I think where your logic breaks down is that the wave equation for vector fields and for scalar fields should be treated as different equations, even though there is a lot of similarity between the two. I think if you try to plug an isotropic radiation pattern into the Helmholtz equation, you will discover that the equation cannot be satisfied. --Mr. PIM 05:04, 1 September 2007 (UTC)

I'm keen to continue the discussion on the sameness/difference of differential operators applied to scalar and vector fields - but on my talk page, since it isn't strictly relevant here. Since you contend that the distinction matters, I'm happy to continue discussion of the Helmholtz equation strictly with reference to vector fields. ...So, just as a (single frequency) electromagnetic wave can be described by giving either the E or H fields (both vector fields), a sound wave can be described by giving either the pressure field (scalar), or the sound particle velocity field, and the latter is a vector field - or do you disagree? --catslash 15:10, 1 September 2007 (UTC)

You're taking this discussion outside of my league. I'm not an expert on sound waves. I'll just leave saying that if you can come up with additional reasons why an isotropic radiator cannot exist, go ahead and list them. I had only two bones to pick about what you wrote (or more accurately, what I understood from your writing)

1. An isotropic radiator can satisfy Maxwell's equations
2. An isotropic radiator can be constructed using two linear dipoles rotated 90° and phased 90° apart to construct a circularly polarized isotropic radiation pattern

Since you do not hold those positions, I have no issues. Go ahead and make whatever changes you feel are necessary, just do not write something that suggests either of those two facts. --Mr. PIM 17:54, 1 September 2007 (UTC)
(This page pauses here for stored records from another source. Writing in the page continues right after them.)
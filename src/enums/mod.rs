pub mod commands;
pub mod severity;
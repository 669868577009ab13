use std::collections::{BTreeSet, HashMap};
use std::path::Path;
use std::time::Instant;

use chrono::Local;

use crate::config::constants::{
    DEFAULT_STANDARD_LANGUAGE, SONAR_CSHARP_TOOL_NAME, SONAR_CSHARP_TOOL_UUID,
};
use crate::config::credentials::resolve_api_token;
use crate::enums::commands::Commands;
use crate::errors::{ImporterError, ImporterResult};
use crate::services::codacy_client::CodacyClient;
use crate::services::reconciler::Reconciler;
use crate::services::report_writer::{ReportMeta, ReportWriter};
use crate::services::rule_source::RuleSource;
use crate::services::synchronizer::Synchronizer;
use crate::structs::api::tool_patch_request::ToolPatchRequest;
use crate::structs::pattern::RemotePattern;
use crate::structs::rule::SonarRule;

pub struct CommandRunner;

impl CommandRunner {
    pub async fn run_command(command: Commands) -> ImporterResult<()> {
        let start = Instant::now();

        let result = match command {
            Commands::Import {
                organization,
                standard_name,
                xml_file,
                api_token,
            } => Self::import_command(organization, standard_name, xml_file, api_token).await,
            Commands::CheckMissing {
                xml_file,
                api_token,
            } => Self::check_missing_command(xml_file, api_token).await,
            Commands::Verify {
                organization,
                standard_id,
                xml_file,
                api_token,
            } => Self::verify_command(organization, standard_id, xml_file, api_token).await,
            Commands::DefaultPatterns {
                xml_file,
                api_token,
            } => Self::default_patterns_command(xml_file, api_token).await,
        };

        log::info!("command completed in {:.2}s", start.elapsed().as_secs_f64());
        result
    }

    /// Full import pipeline: parse XML, discover tools, create a standard,
    /// disable everything, enable only the XML rules, promote, report.
    async fn import_command(
        organization: String,
        standard_name: String,
        xml_file: String,
        api_token: Option<String>,
    ) -> ImporterResult<()> {
        let token = resolve_api_token(api_token)?;
        let rules = RuleSource::load(Path::new(&xml_file))?;
        let client = CodacyClient::new(token)?;

        let tool_uuid = Self::sonar_tool_uuid(&client).await?;

        // The full catalog is read before any mutation so a failed read
        // never leaves a half-configured standard behind.
        let available = client.fetch_tool_patterns(&tool_uuid).await?;

        let name = client
            .unique_standard_name(&organization, &standard_name)
            .await;
        let standard = client
            .create_coding_standard(
                &organization,
                &name,
                vec![DEFAULT_STANDARD_LANGUAGE.to_string()],
            )
            .await?;
        let standard_id = standard.id.to_string();

        Self::disable_all_tools(&client, &organization, &standard_id).await?;

        let current = client
            .fetch_standard_patterns(&organization, &standard_id, &tool_uuid)
            .await?;
        let merged = merge_enabled_state(available, &current);

        let reconciliation = Reconciler::reconcile(&rules, &merged);
        if !reconciliation.skipped.is_empty() {
            log::warn!(
                "{} rules from the XML don't exist in Codacy and will be skipped",
                reconciliation.skipped.len()
            );
            for rule in reconciliation.skipped.iter().take(10) {
                log::warn!("  - {}", rule.key);
            }
            if reconciliation.skipped.len() > 10 {
                log::warn!("  ... and {} more", reconciliation.skipped.len() - 10);
            }
        }

        let outcome = Synchronizer::new(&client)
            .apply(&reconciliation, &organization, &standard_id, &tool_uuid)
            .await;

        client
            .promote_coding_standard(&organization, &standard_id)
            .await?;

        let meta = ReportMeta {
            coding_standard: name.clone(),
            organization: organization.clone(),
        };
        ReportWriter::new(".").write(&outcome, &reconciliation.skipped, &meta, Local::now())?;

        log::info!("created coding standard: {name} (id {standard_id})");
        log::info!("rules in XML: {}", rules.len());
        log::info!("patterns enabled: {}", outcome.enabled_ok.len());
        log::info!("rules skipped: {}", reconciliation.skipped.len());

        if outcome.has_failures() {
            return Err(ImporterError::PartialSync {
                failed: outcome.failure_count(),
                total: outcome.total_count(),
            });
        }
        Ok(())
    }

    async fn check_missing_command(
        xml_file: String,
        api_token: Option<String>,
    ) -> ImporterResult<()> {
        let token = resolve_api_token(api_token)?;
        let rules = RuleSource::load(Path::new(&xml_file))?;
        let client = CodacyClient::new(token)?;
        let patterns = client.fetch_tool_patterns(SONAR_CSHARP_TOOL_UUID).await?;

        let xml_keys = rule_keys(&rules);
        let remote_keys = pattern_rule_keys(&patterns);

        let missing: Vec<&String> = xml_keys.difference(&remote_keys).collect();
        let extra: Vec<&String> = remote_keys.difference(&xml_keys).collect();

        if !missing.is_empty() {
            println!("Rules in XML but NOT in Codacy ({}):", missing.len());
            for key in &missing {
                println!("  - {key}");
            }
        }
        if !extra.is_empty() {
            println!("Patterns in Codacy but NOT in XML ({}):", extra.len());
            for key in &extra {
                println!("  + {key}");
            }
        }

        println!("Summary:");
        println!("  XML rules: {}", xml_keys.len());
        println!("  Codacy patterns: {}", remote_keys.len());
        println!("  Missing in Codacy: {}", missing.len());
        println!("  Extra in Codacy: {}", extra.len());
        println!(
            "  Matching rules: {}",
            xml_keys.intersection(&remote_keys).count()
        );
        Ok(())
    }

    async fn verify_command(
        organization: String,
        standard_id: String,
        xml_file: String,
        api_token: Option<String>,
    ) -> ImporterResult<()> {
        let token = resolve_api_token(api_token)?;
        let rules = RuleSource::load(Path::new(&xml_file))?;
        let client = CodacyClient::new(token)?;

        let patterns = client
            .fetch_standard_patterns(&organization, &standard_id, SONAR_CSHARP_TOOL_UUID)
            .await?;
        let enabled: Vec<RemotePattern> =
            patterns.into_iter().filter(|p| p.enabled).collect();

        let xml_keys = rule_keys(&rules);
        let enabled_keys = pattern_rule_keys(&enabled);

        let missing: Vec<&String> = xml_keys.difference(&enabled_keys).collect();
        let extra: Vec<&String> = enabled_keys.difference(&xml_keys).collect();
        let matching = xml_keys.intersection(&enabled_keys).count();

        println!("Verifying coding standard {standard_id}");
        if !missing.is_empty() {
            println!(
                "Rules in XML but NOT enabled in the coding standard ({}):",
                missing.len()
            );
            for key in &missing {
                println!("  - {key}");
            }
        }
        if !extra.is_empty() {
            println!(
                "Patterns enabled in the coding standard but NOT in XML ({}):",
                extra.len()
            );
            for key in &extra {
                println!("  + {key}");
            }
        }

        println!("Summary:");
        println!("  XML rules: {}", xml_keys.len());
        println!("  Enabled patterns: {}", enabled_keys.len());
        println!("  Missing from standard: {}", missing.len());
        println!("  Extra in standard: {}", extra.len());
        println!("  Correctly enabled: {matching}");
        if !xml_keys.is_empty() {
            let rate = (matching as f64 / xml_keys.len() as f64) * 100.0;
            println!("  Success rate: {rate:.1}%");
        }
        Ok(())
    }

    async fn default_patterns_command(
        xml_file: String,
        api_token: Option<String>,
    ) -> ImporterResult<()> {
        let token = resolve_api_token(api_token)?;
        let rules = RuleSource::load(Path::new(&xml_file))?;
        let client = CodacyClient::new(token)?;
        let patterns = client.fetch_tool_patterns(SONAR_CSHARP_TOOL_UUID).await?;

        let xml_keys = rule_keys(&rules);
        let remote_keys = pattern_rule_keys(&patterns);

        let missing: Vec<&String> = xml_keys.difference(&remote_keys).collect();
        let extra = remote_keys.difference(&xml_keys).count();

        println!("Rules in XML: {}", xml_keys.len());
        println!("Total SonarC# patterns available: {}", remote_keys.len());
        println!(
            "Patterns in XML that exist in Codacy: {}",
            xml_keys.intersection(&remote_keys).count()
        );
        println!("Patterns in XML that DON'T exist in Codacy: {}", missing.len());
        println!("Extra patterns in Codacy (not in XML): {extra}");

        if !missing.is_empty() {
            println!("Rules in XML but NOT in Codacy ({}):", missing.len());
            for key in missing.iter().take(10) {
                println!("  - {key}");
            }
            if missing.len() > 10 {
                println!("  ... and {} more", missing.len() - 10);
            }
        }
        Ok(())
    }

    /// Resolves the SonarC# tool uuid from the live tool listing, falling
    /// back to the well-known uuid if the listing no longer carries the name.
    async fn sonar_tool_uuid(client: &CodacyClient) -> ImporterResult<String> {
        let tools: HashMap<String, String> = client.list_tools().await?;
        match tools.get(&SONAR_CSHARP_TOOL_NAME.to_lowercase()) {
            Some(uuid) => Ok(uuid.clone()),
            None => {
                log::warn!(
                    "tool '{}' not found in the listing; using the well-known uuid",
                    SONAR_CSHARP_TOOL_NAME
                );
                Ok(SONAR_CSHARP_TOOL_UUID.to_string())
            }
        }
    }

    /// Switches every tool of a fresh standard off so only the patterns the
    /// reconciler enables end up active. A tool that fails to disable is
    /// logged and skipped; the reconciler's disable set still covers its
    /// patterns where they belong to the SonarC# tool.
    async fn disable_all_tools(
        client: &CodacyClient,
        organization: &str,
        standard_id: &str,
    ) -> ImporterResult<()> {
        let tools = client.list_standard_tools(organization, standard_id).await?;
        log::info!("disabling {} tools on the new standard", tools.len());
        for tool in tools {
            if let Err(e) = client
                .patch_tool(
                    organization,
                    standard_id,
                    &tool.uuid,
                    &ToolPatchRequest::disable_tool(),
                )
                .await
            {
                log::warn!("could not disable tool {}: {e}", tool.uuid);
            }
        }
        Ok(())
    }
}

fn rule_keys(rules: &[SonarRule]) -> BTreeSet<String> {
    rules.iter().map(|r| r.key.clone()).collect()
}

fn pattern_rule_keys(patterns: &[RemotePattern]) -> BTreeSet<String> {
    patterns
        .iter()
        .filter_map(|p| p.rule_key().map(str::to_string))
        .collect()
}

/// Overlays the standard's current enabled flags onto the tool catalog.
/// Catalog entries absent from the standard count as disabled.
fn merge_enabled_state(
    catalog: Vec<RemotePattern>,
    current: &[RemotePattern],
) -> Vec<RemotePattern> {
    let state: HashMap<&str, bool> = current
        .iter()
        .map(|p| (p.id.as_str(), p.enabled))
        .collect();
    catalog
        .into_iter()
        .map(|mut p| {
            p.enabled = state.get(p.id.as_str()).copied().unwrap_or(false);
            p
        })
        .collect()
}

#[cfg(test)]
mod tests {
    use super::*;

    #[test]
    fn merge_overlays_current_state_onto_the_catalog() {
        let catalog = vec![
            RemotePattern::new("SonarCSharp_S100", true),
            RemotePattern::new("SonarCSharp_S200", false),
        ];
        let current = vec![RemotePattern::new("SonarCSharp_S200", true)];

        let merged = merge_enabled_state(catalog, &current);

        assert!(!merged[0].enabled, "absent from standard counts as disabled");
        assert!(merged[1].enabled);
    }
}
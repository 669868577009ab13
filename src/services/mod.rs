pub mod codacy_client;
pub mod reconciler;
pub mod report_writer;
pub mod rule_source;
pub mod synchronizer;
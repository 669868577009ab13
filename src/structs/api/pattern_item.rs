use serde::Deserialize;

use crate::structs::pattern::RemotePattern;

/// One entry of a pattern listing (`/tools/{uuid}/patterns` or the
/// per-standard variant).
#[derive(Debug, Deserialize)]
#[serde(rename_all = "camelCase")]
pub struct PatternItem {
    pub id: String,
    #[serde(default)]
    pub enabled: bool,
    pub category: Option<String>,
}

impl From<PatternItem> for RemotePattern {
    fn from(item: PatternItem) -> Self {
        let rule_key = crate::structs::pattern::derive_rule_key(&item.id);
        RemotePattern {
            id: item.id,
            rule_key,
            enabled: item.enabled,
            category: item.category,
        }
    }
}
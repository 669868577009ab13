use std::collections::{HashMap, HashSet};

use reqwest::{Client, Response};

use crate::config::constants::{http_timeout, CODACY_BASE_URL, DEFAULT_PROVIDER};
use crate::errors::{ImporterError, ImporterResult};
use crate::structs::api::coding_standard::{CodingStandard, CreateStandardResponse, StandardsResponse};
use crate::structs::api::create_standard_request::CreateStandardRequest;
use crate::structs::api::patterns_response::PatternsResponse;
use crate::structs::api::tool::{Tool, ToolsResponse};
use crate::structs::api::tool_patch_request::ToolPatchRequest;
use crate::structs::pattern::RemotePattern;

/// Thin client over the Codacy v3 API. Every call carries the `api-token`
/// header and an explicit per-request timeout; no automatic retry.
pub struct CodacyClient {
    http: Client,
    base_url: String,
    token: String,
}

impl CodacyClient {
    pub fn new(token: String) -> ImporterResult<Self> {
        Self::with_base_url(CODACY_BASE_URL.to_string(), token)
    }

    pub fn with_base_url(base_url: String, token: String) -> ImporterResult<Self> {
        let http = Client::builder()
            .timeout(http_timeout())
            .build()
            .map_err(|e| ImporterError::Http {
                operation: "building HTTP client".to_string(),
                source: e,
            })?;
        Ok(Self {
            http,
            base_url,
            token,
        })
    }

    fn org_url(&self, organization: &str, tail: &str) -> String {
        format!(
            "{}/organizations/{}/{}/coding-standards{}",
            self.base_url, DEFAULT_PROVIDER, organization, tail
        )
    }

    async fn send(&self, operation: &str, request: reqwest::RequestBuilder) -> ImporterResult<Response> {
        let response = request
            .header("api-token", &self.token)
            .header("Accept", "application/json")
            .send()
            .await
            .map_err(|e| ImporterError::Http {
                operation: operation.to_string(),
                source: e,
            })?;

        let status = response.status();
        if !status.is_success() {
            let body = response.text().await.unwrap_or_default();
            return Err(ImporterError::from_status(operation, status.as_u16(), body));
        }
        Ok(response)
    }

    async fn decode<T: serde::de::DeserializeOwned>(
        operation: &str,
        response: Response,
    ) -> ImporterResult<T> {
        response.json().await.map_err(|e| ImporterError::Http {
            operation: operation.to_string(),
            source: e,
        })
    }

    /// Walks a cursor-paginated pattern listing to exhaustion. Pages are
    /// concatenated in request order and deduplicated by pattern id; a
    /// missing cursor is the end marker. A failed page is fatal — the caller
    /// cannot reconcile against a partial catalog.
    async fn fetch_patterns_paginated(
        &self,
        operation: &str,
        url: &str,
    ) -> ImporterResult<Vec<RemotePattern>> {
        let mut patterns = Vec::new();
        let mut seen: HashSet<String> = HashSet::new();
        let mut cursor: Option<String> = None;

        loop {
            let mut request = self.http.get(url);
            if let Some(ref c) = cursor {
                request = request.query(&[("cursor", c)]);
            }
            let response = self.send(operation, request).await?;
            let page: PatternsResponse = Self::decode(operation, response).await?;
            cursor = page.next_cursor();

            for item in page.data {
                let pattern: RemotePattern = item.into();
                if seen.insert(pattern.id.clone()) {
                    patterns.push(pattern);
                }
            }

            if cursor.is_none() {
                break;
            }
        }

        Ok(patterns)
    }

    /// All patterns Codacy knows for a tool, regardless of any standard.
    pub async fn fetch_tool_patterns(&self, tool_uuid: &str) -> ImporterResult<Vec<RemotePattern>> {
        let url = format!("{}/tools/{}/patterns", self.base_url, tool_uuid);
        let patterns = self
            .fetch_patterns_paginated("listing tool patterns", &url)
            .await?;
        log::info!("retrieved {} available patterns from Codacy", patterns.len());
        Ok(patterns)
    }

    /// Current pattern state of one tool inside a coding standard.
    pub async fn fetch_standard_patterns(
        &self,
        organization: &str,
        standard_id: &str,
        tool_uuid: &str,
    ) -> ImporterResult<Vec<RemotePattern>> {
        let url = self.org_url(
            organization,
            &format!("/{standard_id}/tools/{tool_uuid}/patterns"),
        );
        self.fetch_patterns_paginated("listing coding-standard patterns", &url)
            .await
    }

    /// Available tools as a lowercase-name → uuid map.
    pub async fn list_tools(&self) -> ImporterResult<HashMap<String, String>> {
        let operation = "listing tools";
        let url = format!("{}/tools", self.base_url);
        let response = self.send(operation, self.http.get(&url)).await?;
        let tools: ToolsResponse = Self::decode(operation, response).await?;

        let map: HashMap<String, String> = tools
            .data
            .into_iter()
            .map(|t| (t.name.to_lowercase(), t.uuid))
            .collect();
        log::info!("mapped {} tool UUIDs", map.len());
        Ok(map)
    }

    pub async fn list_coding_standards(
        &self,
        organization: &str,
    ) -> ImporterResult<Vec<CodingStandard>> {
        let operation = "listing coding standards";
        let url = self.org_url(organization, "");
        let response = self.send(operation, self.http.get(&url)).await?;
        let standards: StandardsResponse = Self::decode(operation, response).await?;
        Ok(standards.data)
    }

    /// Picks a standard name not already taken in the organization by
    /// appending ` (n)`. A listing failure only costs uniqueness, so it is
    /// logged and the desired name returned as-is.
    pub async fn unique_standard_name(&self, organization: &str, desired: &str) -> String {
        let existing: HashSet<String> = match self.list_coding_standards(organization).await {
            Ok(standards) => standards.into_iter().map(|s| s.name).collect(),
            Err(e) => {
                log::warn!("could not check existing standard names: {e}");
                return desired.to_string();
            }
        };

        if !existing.contains(desired) {
            return desired.to_string();
        }
        let mut counter = 1;
        while existing.contains(&format!("{desired} ({counter})")) {
            counter += 1;
        }
        let unique = format!("{desired} ({counter})");
        log::info!("standard name '{desired}' already exists, using '{unique}'");
        unique
    }

    pub async fn create_coding_standard(
        &self,
        organization: &str,
        name: &str,
        languages: Vec<String>,
    ) -> ImporterResult<CodingStandard> {
        let operation = "creating coding standard";
        let url = self.org_url(organization, "");
        let body = CreateStandardRequest {
            name: name.to_string(),
            languages,
        };
        let response = self.send(operation, self.http.post(&url).json(&body)).await?;
        let created: CreateStandardResponse = Self::decode(operation, response).await?;
        log::info!("created coding standard '{}' with id {}", created.data.name, created.data.id);
        Ok(created.data)
    }

    /// Tools currently attached to a coding standard.
    pub async fn list_standard_tools(
        &self,
        organization: &str,
        standard_id: &str,
    ) -> ImporterResult<Vec<Tool>> {
        let operation = "listing coding-standard tools";
        let url = self.org_url(organization, &format!("/{standard_id}/tools"));
        let response = self.send(operation, self.http.get(&url)).await?;
        let tools: ToolsResponse = Self::decode(operation, response).await?;
        Ok(tools.data)
    }

    /// The one mutation: enable/disable a tool and a slice of its patterns.
    pub async fn patch_tool(
        &self,
        organization: &str,
        standard_id: &str,
        tool_uuid: &str,
        body: &ToolPatchRequest,
    ) -> ImporterResult<()> {
        let operation = "updating tool patterns";
        let url = self.org_url(organization, &format!("/{standard_id}/tools/{tool_uuid}"));
        self.send(operation, self.http.patch(&url).json(body)).await?;
        Ok(())
    }

    /// Promotes a draft coding standard to effective.
    pub async fn promote_coding_standard(
        &self,
        organization: &str,
        standard_id: &str,
    ) -> ImporterResult<()> {
        let operation = "promoting coding standard";
        let url = self.org_url(organization, &format!("/{standard_id}/promote"));
        self.send(operation, self.http.post(&url)).await?;
        log::info!("promoted coding standard {standard_id}");
        Ok(())
    }
}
Sorry you don't wish to continue the discussion - I would be happy to continue without reference to either scalar fields or sound waves should that help. Regarding your two points; in reverse order;
2. A pair of crossed dipoles in quadrature will certainly not constitute an isotropic radiator (since they are in quadrature, they cannot interfere, and so the powers add, and the directivity comes out the same as for a single dipole). However (and this is the difficulty), the quadrature crossed dipoles do evade the oft-quoted hairy ball theorem and produce a pattern with no nulls.
1. Yes and no. When you assert that something is mathematically impossible, you generally need to state the rules very precisely. For example it's false to say simply that angle trisection is impossible; you have to add a number of conditions, (including (i) of an arbitrary given angle, (ii) using classical compass-and-straight-edge methods, and (iii) in a finite number of steps). Unfortunately, the no-isotropic-radiator theorem is most commonly cited as a passing remark in antenna-theory texts, which have no interest in either a precise statement or a proof.
I shan't be writing anything contentious just yet though. --catslash 20:48, 3 September 2007 (UTC)

### Comment from K T McDonald

I am new to Wikepedia talk pages, and I'm not sure this is the right way to add my 2 cents worth, but here goes.

The discussion in the talk page seems to be nearly on track, but that awareness is not yet reflected in the page "Isotropic Radiator" itself.

An isotropic radiator of electromagnetic waves is certainly possible, and two different (theoretical) examples have been given in the note of Matzner and mine that is referenced at the bottom of the Wiki page.

It would be preferable if the text of the Wiki page were updated to reflect to insights contained in the references. I'm not sure how to proceed. I can edit the page if that is appropriate, but maybe it's better if a past editor make changes....

--kirkmcd@princeton.edu --Kirktmcdonald (talk) 20:27, 10 December 2007 (UTC)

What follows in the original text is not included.